PsiQuantum is on a mission to build the first real, useful quantum computers capable of delivering world-changing applications. The company aims to construct a system with roughly 1 million qubits that supports fault-tolerant error correction within a scalable architecture, leveraging silicon photonics for high-volume manufacturing.
Requirements
- 5+ years professional software engineering; 3+ years in feedback-control, calibration, robotics, or analogous real-time domains.
- Fluency in Python or Julia, particularly in the context of scientific computing, AI/ML, or signal processing.
- Fluency in Rust and/or C++17+; comfortable writing lock-free, wait-free, and numerically stable code paths.
- Proven track record delivering production systems with real-time or ultra-low-latency requirements.
- Hands-on experience interfacing with hardware over PCIe, Ethernet, or custom serial buses; confident reading schematics & timing diagrams.
- Working knowledge of Linux internals (irq, cgroups, NUMA, hugepages) and high-performance networking stacks.
- Strong foundation in one or more of: quantum information processing, artificial intelligence, robotics, control theory, optimization, signal processing, or experimental physics.
Responsibilities
- Architect and implement calibration and adaptive control software in Rust (no-std + async), C++20, and Python targeting x86, GPUs, DPUs, and embedded MCUs.
- Design closed-loop optimization algorithms (e.g., Bayesian, stochastic gradient descent, ADAM) that maximize system performance and stability under drift and environmental noise.

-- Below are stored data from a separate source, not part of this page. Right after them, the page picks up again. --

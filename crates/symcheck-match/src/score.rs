//! LCS-ratio string similarity.
//!
//! The ratio is `2·LCS / (|a| + |b|)` over character counts, computed from the
//! longest common subsequence rather than edit distance. Subsequences need not
//! be contiguous, so order-scrambled inputs can still score high. The function
//! is pure and must reproduce bit-for-bit: the same value drives both match
//! filtering and the percentage shown to the user.

/// Length of the longest common subsequence of two character sequences.
///
/// Classic O(|a|·|b|) dynamic program, kept to two rolling rows.
pub fn lcs_length(a: &str, b: &str) -> usize {
    let a: Vec<char> = a.chars().collect();
    let b: Vec<char> = b.chars().collect();
    if a.is_empty() || b.is_empty() {
        return 0;
    }

    let mut prev = vec![0usize; b.len() + 1];
    let mut curr = vec![0usize; b.len() + 1];
    for &ca in &a {
        for (j, &cb) in b.iter().enumerate() {
            curr[j + 1] = if ca == cb {
                prev[j] + 1
            } else {
                prev[j + 1].max(curr[j])
            };
        }
        std::mem::swap(&mut prev, &mut curr);
    }
    prev[b.len()]
}

/// Normalized similarity ratio in `[0, 1]`.
///
/// Both inputs are case-folded first. Two empty strings are a degenerate
/// exact match (1.0); exactly one empty string scores 0.0.
pub fn similarity(a: &str, b: &str) -> f64 {
    let a = a.to_lowercase();
    let b = b.to_lowercase();
    let len_a = a.chars().count();
    let len_b = b.chars().count();

    if len_a == 0 && len_b == 0 {
        return 1.0;
    }
    if len_a == 0 || len_b == 0 {
        return 0.0;
    }

    2.0 * lcs_length(&a, &b) as f64 / (len_a + len_b) as f64
}

/// Rounds to 2 decimal places, the precision surfaced across the boundary.
pub fn round2(value: f64) -> f64 {
    (value * 100.0).round() / 100.0
}
#![deny(unsafe_code)]

pub mod analyze;
pub mod error;
pub mod prioritize;
pub mod session;

pub use analyze::{SUGGESTION_LIMIT, Validated, analyze, ontology_pairs, validate_symptoms};
pub use error::SessionError;
pub use prioritize::{Prioritized, prioritize};
pub use session::Session;
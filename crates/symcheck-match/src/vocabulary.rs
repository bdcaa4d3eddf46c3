//! Case-folded simple-name lookup over the dataset's symptom records.

use std::collections::BTreeMap;

use symcheck_model::SymptomRecord;

/// Index from case-folded simple name to its canonical full record.
///
/// Built once per dataset load and read-only afterwards. When several records
/// collapse to the same simple name after code stripping, the first one
/// encountered wins; later duplicates stay in the table for scoring but are
/// not indexed. Downstream row lookups depend on this tie-break staying put.
#[derive(Debug, Clone, Default)]
pub struct VocabularyIndex {
    entries: BTreeMap<String, SymptomRecord>,
}

impl VocabularyIndex {
    pub fn build(records: &[SymptomRecord]) -> Self {
        let mut entries = BTreeMap::new();
        for record in records {
            entries
                .entry(record.key())
                .or_insert_with(|| record.clone());
        }
        Self { entries }
    }

    /// The canonical record for a simple name, matched case-insensitively.
    pub fn resolve(&self, simple: &str) -> Option<&SymptomRecord> {
        self.entries.get(&simple.to_lowercase())
    }

    pub fn contains(&self, simple: &str) -> bool {
        self.entries.contains_key(&simple.to_lowercase())
    }

    /// Canonical simple names, deduplicated, in case-folded key order (not
    /// display-string sort order).
    ///
    /// Hosts use this for autocomplete-style symptom pickers.
    pub fn simple_names(&self) -> impl Iterator<Item = &str> {
        self.entries.values().map(SymptomRecord::simple_name)
    }

    pub fn len(&self) -> usize {
        self.entries.len()
    }

    pub fn is_empty(&self) -> bool {
        self.entries.is_empty()
    }
}

#[cfg(test)]
mod tests {
    use super::*;

    fn records(labels: &[&str]) -> Vec<SymptomRecord> {
        labels.iter().copied().map(SymptomRecord::new).collect()
    }

    #[test]
    fn first_record_wins_on_simple_name_collision() {
        let records = records(&["Fever (HP:1)", "Fever (HP:9)", "Cough (HP:2)"]);
        let index = VocabularyIndex::build(&records);

        assert_eq!(index.len(), 2);
        assert_eq!(
            index.resolve("fever").map(SymptomRecord::as_str),
            Some("Fever (HP:1)")
        );
    }

    #[test]
    fn lookup_is_case_insensitive() {
        let records = records(&["Muscle weakness (HP:0001324)"]);
        let index = VocabularyIndex::build(&records);

        assert!(index.contains("MUSCLE WEAKNESS"));
        assert_eq!(
            index.resolve("muscle Weakness").map(SymptomRecord::simple_name),
            Some("Muscle weakness")
        );
        assert!(!index.contains("weakness"));
    }

    #[test]
    fn simple_names_are_deduplicated() {
        let records = records(&["Fever (HP:1)", "Fever (HP:9)", "Cough (HP:2)"]);
        let index = VocabularyIndex::build(&records);

        let names: Vec<&str> = index.simple_names().collect();
        assert_eq!(names, vec!["Cough", "Fever"]);
    }
}
pub mod analysis;
pub mod error;
pub mod record;
pub mod table;

pub use analysis::{AnalysisResult, ConditionScore, MatchCandidate};
pub use error::{ModelError, Result};
pub use record::SymptomRecord;
pub use table::{ConditionLinks, PrevalenceTable};
//! One synchronous analysis pass: validation, suggestions, prioritization.
//!
//! The pass runs to completion against the inputs it was handed; per-entry
//! irregularities accumulate into the result instead of aborting early.

use std::collections::BTreeMap;

use symcheck_match::{DEFAULT_MATCH_THRESHOLD, VocabularyIndex, find_closest_matches};
use symcheck_model::{AnalysisResult, PrevalenceTable, SymptomRecord};

use crate::prioritize::{Prioritized, prioritize};

/// How many fuzzy suggestions are surfaced per unrecognized entry.
pub const SUGGESTION_LIMIT: usize = 3;

/// Free-text entries split into recognized and unrecognized ones.
#[derive(Debug, Clone, Default, PartialEq)]
pub struct Validated {
    /// Canonical-cased simple names, in entry order.
    pub valid: Vec<String>,
    /// Entries with no exact vocabulary match, verbatim.
    pub invalid: Vec<String>,
}

/// Validates entries against the vocabulary index.
///
/// Each entry is stripped of any parenthetical suffix and case-folded for
/// lookup. A hit forwards the canonical casing from the index, never the
/// user's raw casing.
pub fn validate_symptoms(entries: &[String], index: &VocabularyIndex) -> Validated {
    let mut validated = Validated::default();
    for entry in entries {
        let record = SymptomRecord::new(entry.clone());
        match index.resolve(record.simple_name()) {
            Some(canonical) => validated
                .valid
                .push(canonical.simple_name().to_string()),
            None => validated.invalid.push(entry.clone()),
        }
    }
    validated
}

/// Runs one full analysis over a snapshot of entered symptoms.
///
/// Pure over its inputs: the same entries, table and index always produce
/// the same result. Unrecognized entries are warnings with fuzzy
/// suggestions, not failures, and an empty outcome is a normal result.
pub fn analyze(
    entries: &[String],
    table: &PrevalenceTable,
    index: &VocabularyIndex,
) -> AnalysisResult {
    let Validated { valid, invalid } = validate_symptoms(entries, index);

    let mut suggested_matches = BTreeMap::new();
    for entry in &invalid {
        tracing::warn!(symptom = %entry, "unrecognized symptom entry");
        let mut candidates =
            find_closest_matches(entry, &table.symptoms, DEFAULT_MATCH_THRESHOLD);
        candidates.truncate(SUGGESTION_LIMIT);
        if !candidates.is_empty() {
            suggested_matches.insert(entry.clone(), candidates);
        }
    }

    let prioritized = if valid.is_empty() {
        Prioritized::default()
    } else {
        prioritize(&valid, table, index)
    };
    let top_condition = prioritized.top_condition().map(str::to_string);

    AnalysisResult {
        valid_symptoms: valid,
        invalid_symptoms: invalid,
        suggested_matches,
        condition_scores: prioritized.scores,
        matched_symptoms: prioritized.matched,
        top_condition,
    }
}

/// Symptom-to-ontology-code pairs for the top-ranked condition.
///
/// Re-scans the matched records for a trailing parenthetical identifier;
/// records without one are skipped. Turning the pairs into a downloadable
/// artifact is the host's concern.
pub fn ontology_pairs(result: &AnalysisResult, table: &PrevalenceTable) -> Vec<(String, String)> {
    let Some(top) = result.top_condition.as_deref() else {
        return Vec::new();
    };
    let Some(matched) = result.matched_symptoms.get(top) else {
        return Vec::new();
    };

    matched
        .iter()
        .filter_map(|simple| {
            table
                .symptoms
                .iter()
                .find(|record| record.simple_name() == simple)
                .and_then(SymptomRecord::ontology_code)
                .map(|code| (simple.clone(), code.to_string()))
        })
        .collect()
}
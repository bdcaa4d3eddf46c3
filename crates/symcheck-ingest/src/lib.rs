#![deny(unsafe_code)]

pub mod csv_table;
pub mod error;
pub mod json;

pub use csv_table::load_prevalence_csv;
pub use error::{IngestError, Result};
pub use json::{load_condition_links, load_prevalence_json};
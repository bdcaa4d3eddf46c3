use symcheck_ingest::IngestError;
use thiserror::Error;

/// Session-fatal failures.
///
/// Only the primary dataset load can kill a session; everything downstream
/// degrades into warnings or empty results.
#[derive(Debug, Error)]
pub enum SessionError {
    #[error("failed to load the prevalence dataset: {0}")]
    DataLoad(#[from] IngestError),
}
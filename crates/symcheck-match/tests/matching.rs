use symcheck_match::{DEFAULT_MATCH_THRESHOLD, VocabularyIndex, find_closest_matches};
use symcheck_model::SymptomRecord;

fn sample_records() -> Vec<SymptomRecord> {
    [
        "Muscle weakness (HP:0001324)",
        "Progressive muscle degeneration",
        "Elevated creatinine phosphokinase (HP:0040081)",
        "Scoliosis (HP:0002650)",
        "Joint contractures (HP:0034392)",
        "Cardiac abnormalities",
        "Respiratory insufficiency (HP:0002093)",
        "Developmental delay (HP:0001263)",
    ]
    .into_iter()
    .map(SymptomRecord::new)
    .collect()
}

#[test]
fn misspelled_entry_resolves_to_vocabulary_neighbor() {
    let records = sample_records();
    let matches = find_closest_matches("Musle weakness", &records, DEFAULT_MATCH_THRESHOLD);

    assert_eq!(matches[0].simple, "Muscle weakness");
    assert!(matches[0].similarity > 0.9);
}

#[test]
fn candidates_are_sorted_descending() {
    let records = sample_records();
    let matches = find_closest_matches("muscle", &records, 0.3);

    assert!(!matches.is_empty());
    for pair in matches.windows(2) {
        assert!(pair[0].similarity >= pair[1].similarity);
    }
}

#[test]
fn index_and_resolver_agree_on_exact_entries() {
    let records = sample_records();
    let index = VocabularyIndex::build(&records);

    for record in &records {
        let canonical = index
            .resolve(record.simple_name())
            .expect("every simple name is indexed");
        // Exact entries are also the resolver's best candidate.
        let matches =
            find_closest_matches(record.simple_name(), &records, DEFAULT_MATCH_THRESHOLD);
        assert_eq!(matches[0].similarity, 1.0);
        assert_eq!(matches[0].simple, canonical.simple_name());
    }
}
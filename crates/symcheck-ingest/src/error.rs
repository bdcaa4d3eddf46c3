use symcheck_model::ModelError;
use thiserror::Error;

/// Errors from dataset loading.
#[derive(Debug, Error)]
pub enum IngestError {
    #[error("io error: {0}")]
    Io(#[from] std::io::Error),
    #[error("json error: {0}")]
    Json(#[from] serde_json::Error),
    #[error("csv error: {0}")]
    Csv(#[from] csv::Error),
    #[error(transparent)]
    Shape(#[from] ModelError),
    #[error("row {row}, column '{column}': '{value}' is not a presence value")]
    BadCell {
        row: usize,
        column: String,
        value: String,
    },
    #[error("dataset lists no symptoms or no conditions")]
    EmptyDataset,
}

pub type Result<T> = std::result::Result<T, IngestError>;
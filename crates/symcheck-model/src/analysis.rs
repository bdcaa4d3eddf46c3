//! Output types handed across the presentation boundary.
//!
//! An [`AnalysisResult`] is recomputed from scratch on every analysis request;
//! nothing in it outlives a single call.

use std::collections::BTreeMap;

use serde::{Deserialize, Serialize};

/// A fuzzy-match candidate for an unrecognized symptom entry.
#[derive(Debug, Clone, PartialEq, Serialize, Deserialize)]
pub struct MatchCandidate {
    /// Full dataset label, e.g. `"Muscle weakness (HP:0001324)"`.
    pub full: String,
    /// Display form with the ontology code stripped.
    pub simple: String,
    /// Similarity ratio in `[0, 1]`, rounded to 2 decimal places.
    pub similarity: f64,
}

/// Match count for one condition.
#[derive(Debug, Clone, PartialEq, Eq, Serialize, Deserialize)]
pub struct ConditionScore {
    pub condition: String,
    /// Count of selected symptoms associated with the condition.
    pub score: u32,
}

/// Everything one analysis pass produces for the presentation layer.
#[derive(Debug, Clone, Default, PartialEq, Serialize, Deserialize)]
pub struct AnalysisResult {
    /// Recognized entries, as canonical-cased simple names, in entry order.
    pub valid_symptoms: Vec<String>,
    /// Unrecognized entries, verbatim, in entry order.
    pub invalid_symptoms: Vec<String>,
    /// Ranked suggestions per unrecognized entry (entries with no candidate
    /// above the threshold are absent).
    pub suggested_matches: BTreeMap<String, Vec<MatchCandidate>>,
    /// Positive-score conditions, descending; ties keep table column order.
    pub condition_scores: Vec<ConditionScore>,
    /// Matched simple names per condition, covering every table condition.
    pub matched_symptoms: BTreeMap<String, Vec<String>>,
    /// Highest-scoring condition, absent when no condition scored.
    pub top_condition: Option<String>,
}

impl AnalysisResult {
    /// Score for one condition, zero when it did not rank.
    pub fn score_for(&self, condition: &str) -> u32 {
        self.condition_scores
            .iter()
            .find(|entry| entry.condition == condition)
            .map_or(0, |entry| entry.score)
    }
}
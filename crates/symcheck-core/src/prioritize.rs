//! Condition prioritization over the prevalence matrix.

use std::collections::BTreeMap;

use symcheck_match::VocabularyIndex;
use symcheck_model::{ConditionScore, PrevalenceTable};

/// Per-condition scores plus the matched-symptom membership behind them.
#[derive(Debug, Clone, Default, PartialEq)]
pub struct Prioritized {
    /// Positive scores only, descending; ties keep table column order.
    pub scores: Vec<ConditionScore>,
    /// Matched simple names per condition, covering every table condition,
    /// in the order the symptoms were resolved.
    pub matched: BTreeMap<String, Vec<String>>,
}

impl Prioritized {
    /// Highest-scoring condition, if anything scored at all.
    pub fn top_condition(&self) -> Option<&str> {
        self.scores.first().map(|entry| entry.condition.as_str())
    }
}

/// Scores every condition by the number of selected symptoms associated
/// with it.
///
/// Inputs are canonical simple names (the caller validates first). A name
/// missing from the index passes through unchanged as a defensive fallback;
/// a label without an exact table row is dropped. Zero resolved rows is a
/// normal outcome and yields empty output. Never fails.
pub fn prioritize(
    valid_symptoms: &[String],
    table: &PrevalenceTable,
    index: &VocabularyIndex,
) -> Prioritized {
    let rows: Vec<usize> = valid_symptoms
        .iter()
        .map(|symptom| {
            index
                .resolve(symptom)
                .map_or_else(|| symptom.clone(), |record| record.as_str().to_string())
        })
        .filter_map(|full| table.row_of(&full))
        .collect();

    if rows.is_empty() {
        tracing::debug!("no selected symptom resolved to a table row");
        return Prioritized::default();
    }

    let mut scores: Vec<ConditionScore> = table
        .conditions
        .iter()
        .enumerate()
        .map(|(col, condition)| ConditionScore {
            condition: condition.clone(),
            score: rows.iter().map(|&row| table.value(row, col)).sum(),
        })
        .filter(|entry| entry.score > 0)
        .collect();
    // Stable sort: equal scores keep table column order.
    scores.sort_by(|a, b| b.score.cmp(&a.score));

    let mut matched = BTreeMap::new();
    for (col, condition) in table.conditions.iter().enumerate() {
        let names: Vec<String> = rows
            .iter()
            .filter(|&&row| table.value(row, col) == 1)
            .map(|&row| table.symptoms[row].simple_name().to_string())
            .collect();
        matched.insert(condition.clone(), names);
    }

    Prioritized { scores, matched }
}
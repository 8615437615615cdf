//! Trade orchestration: validate a proposed trade, and on success
//! atomically consume the cards and advance the progression.
//!
//! The coordinator owns no durable state; it borrows the inventory and
//! the progression from the caller. `execute` re-runs the full
//! validation before touching anything, so every failure path leaves
//! both components exactly as they were.

use smallvec::SmallVec;

use crate::core::card::{Card, CardId};
use crate::core::player::PlayerId;
use crate::inventory::CardInventory;
use crate::trade::error::TradeError;
use crate::trade::progression::BonusProgression;
use crate::trade::validator::validate_triplet;

/// Resolve a selection of card ids against a player's hand.
///
/// Duplicate ids resolve to the same card and therefore count once.
/// Fails unless exactly 3 distinct owned cards resolve.
fn resolve_selection(
    inventory: &CardInventory,
    player: PlayerId,
    card_ids: &[CardId],
) -> Result<[Card; 3], TradeError> {
    if card_ids.len() != 3 {
        return Err(TradeError::NotExactlyThree);
    }

    let hand = inventory.hand(player);
    let mut resolved: SmallVec<[Card; 3]> = SmallVec::new();
    for &id in card_ids {
        let Some(&card) = hand.iter().find(|c| c.id == id) else {
            return Err(TradeError::NotOwned);
        };
        if !resolved.iter().any(|c| c.id == id) {
            resolved.push(card);
        }
    }

    resolved
        .into_inner()
        .map_err(|_| TradeError::NotOwned)
}

/// Check whether a proposed trade would succeed.
///
/// Verifies the exactly-3 selection, ownership of every id, and
/// triplet legality, in that order. Mutates nothing.
pub fn validate(
    inventory: &CardInventory,
    player: PlayerId,
    card_ids: &[CardId],
) -> Result<(), TradeError> {
    let cards = resolve_selection(inventory, player, card_ids)?;
    validate_triplet(&cards)
}

/// Execute a trade, returning the bonus awarded.
///
/// Re-runs the full validation; on success removes exactly the three
/// selected cards from the player's hand, takes the bonus from
/// `preview`, then advances the progression. All-or-nothing: a failed
/// trade leaves the hand and the progression untouched.
pub fn execute(
    inventory: &mut CardInventory,
    progression: &mut BonusProgression,
    player: PlayerId,
    card_ids: &[CardId],
) -> Result<u32, TradeError> {
    let cards = resolve_selection(inventory, player, card_ids)?;
    validate_triplet(&cards)?;

    let ids: SmallVec<[CardId; 3]> = cards.iter().map(|c| c.id).collect();
    let removed = inventory.remove_by_ids(player, &ids);
    debug_assert_eq!(removed, 3);

    let bonus = progression.preview();
    progression.advance();

    tracing::debug!(
        %player,
        bonus,
        trade_count = progression.trade_count(),
        "triplet traded"
    );
    Ok(bonus)
}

- Integrate with high-speed fabrics: libfabric, RDMA (RoCEv2/GDR), and FPGA PCIe DMA endpoints.
- Build scalable simulation/emulation harnesses (Python, Rust, cuQuantum) to de-risk algorithms before system bring-up.
- Implement hooks for observability metrics, traces, SLOs and partner with sibling teams to integrate into our observability infrastructure.
- Collaborate daily with physics, validation, firmware, and FPGA teams to co-design HW/SW interfaces and define calibration priorities.
- Conduct rigorous code reviews, design reviews, and root-cause analyses; uphold our bar for deterministic, safety-critical code.
Other
- B.S. in CS, EE, Physics, or related discipline (or equivalent practical experience).
- M.S./Ph.D. focused on numerical optimization, control systems, photonics, computer science, or quantum information.
- Demonstrated experience accelerating numerical Python workflows using Mojo, Jax, PyTorch, or similar.
- Experience with sub-nanosecond clock-sync protocols.
- Familiarity with FEC and/or QEC (forward error correction / quantum error correction) concepts, stabilizer circuits, fusion-based architectures, or tensor-network simulation.